■ **Listed entries**
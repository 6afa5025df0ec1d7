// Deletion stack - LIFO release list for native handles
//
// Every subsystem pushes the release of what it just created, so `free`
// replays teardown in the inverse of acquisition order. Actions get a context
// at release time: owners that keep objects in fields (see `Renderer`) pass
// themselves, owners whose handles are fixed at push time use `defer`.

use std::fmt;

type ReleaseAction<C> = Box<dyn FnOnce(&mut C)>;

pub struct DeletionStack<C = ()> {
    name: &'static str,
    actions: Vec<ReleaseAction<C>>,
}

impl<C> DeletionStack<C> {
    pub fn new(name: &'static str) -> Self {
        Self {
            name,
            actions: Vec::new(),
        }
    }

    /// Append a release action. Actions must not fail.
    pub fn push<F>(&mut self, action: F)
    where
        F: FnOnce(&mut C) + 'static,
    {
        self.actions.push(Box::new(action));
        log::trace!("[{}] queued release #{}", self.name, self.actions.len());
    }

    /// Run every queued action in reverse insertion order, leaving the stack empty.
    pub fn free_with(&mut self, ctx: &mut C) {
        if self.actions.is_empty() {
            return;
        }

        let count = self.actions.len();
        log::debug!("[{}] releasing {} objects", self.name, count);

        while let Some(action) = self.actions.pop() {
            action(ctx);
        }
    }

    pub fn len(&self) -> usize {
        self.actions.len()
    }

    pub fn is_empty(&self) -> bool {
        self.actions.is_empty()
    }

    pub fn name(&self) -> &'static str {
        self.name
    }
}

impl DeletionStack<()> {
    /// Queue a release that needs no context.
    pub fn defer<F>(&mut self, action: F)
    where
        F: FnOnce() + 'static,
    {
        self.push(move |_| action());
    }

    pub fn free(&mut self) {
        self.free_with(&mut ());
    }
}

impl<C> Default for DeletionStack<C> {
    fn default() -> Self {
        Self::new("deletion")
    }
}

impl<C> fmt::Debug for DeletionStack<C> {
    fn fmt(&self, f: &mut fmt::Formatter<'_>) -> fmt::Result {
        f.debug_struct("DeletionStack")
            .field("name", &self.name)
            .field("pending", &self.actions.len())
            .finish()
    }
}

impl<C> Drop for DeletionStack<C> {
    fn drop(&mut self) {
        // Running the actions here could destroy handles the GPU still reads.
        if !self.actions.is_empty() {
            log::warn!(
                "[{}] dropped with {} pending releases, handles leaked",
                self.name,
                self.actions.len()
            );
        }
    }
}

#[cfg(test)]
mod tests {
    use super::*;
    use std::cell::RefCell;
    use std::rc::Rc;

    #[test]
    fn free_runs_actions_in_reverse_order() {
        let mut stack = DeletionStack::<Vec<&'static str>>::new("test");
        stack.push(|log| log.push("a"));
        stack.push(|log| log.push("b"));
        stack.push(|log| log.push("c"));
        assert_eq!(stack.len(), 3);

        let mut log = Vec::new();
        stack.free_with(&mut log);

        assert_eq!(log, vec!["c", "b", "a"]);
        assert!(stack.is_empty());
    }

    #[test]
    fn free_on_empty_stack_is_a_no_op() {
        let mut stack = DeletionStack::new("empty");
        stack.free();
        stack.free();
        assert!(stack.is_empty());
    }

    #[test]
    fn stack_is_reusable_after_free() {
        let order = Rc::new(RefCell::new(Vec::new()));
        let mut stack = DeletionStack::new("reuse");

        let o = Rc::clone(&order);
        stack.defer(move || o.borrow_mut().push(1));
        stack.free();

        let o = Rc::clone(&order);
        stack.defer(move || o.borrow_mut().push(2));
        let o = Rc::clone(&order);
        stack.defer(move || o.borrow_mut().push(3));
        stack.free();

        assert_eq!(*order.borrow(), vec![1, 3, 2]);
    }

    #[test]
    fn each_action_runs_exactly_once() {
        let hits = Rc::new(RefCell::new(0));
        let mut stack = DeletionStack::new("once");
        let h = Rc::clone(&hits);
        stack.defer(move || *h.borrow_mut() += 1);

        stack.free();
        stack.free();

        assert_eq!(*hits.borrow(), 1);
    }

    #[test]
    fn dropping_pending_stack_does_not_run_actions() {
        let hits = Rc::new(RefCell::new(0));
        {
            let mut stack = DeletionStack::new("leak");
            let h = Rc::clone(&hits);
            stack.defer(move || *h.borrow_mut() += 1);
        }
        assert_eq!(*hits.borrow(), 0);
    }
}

■ **Your goal**
Repeat the material exactly. Begin with its first line and end with the line that has "release time: owners".

■ **Solution to the problem**
repository 6afa5025df0ec1d7
// Deletion stack - LIFO release list for native handles
//
// Every subsystem pushes the release of what it just created, so `free`
// replays teardown in the inverse of acquisition order. Actions get a context
// at release time: owners that keep objects in fields (see `Renderer`) pass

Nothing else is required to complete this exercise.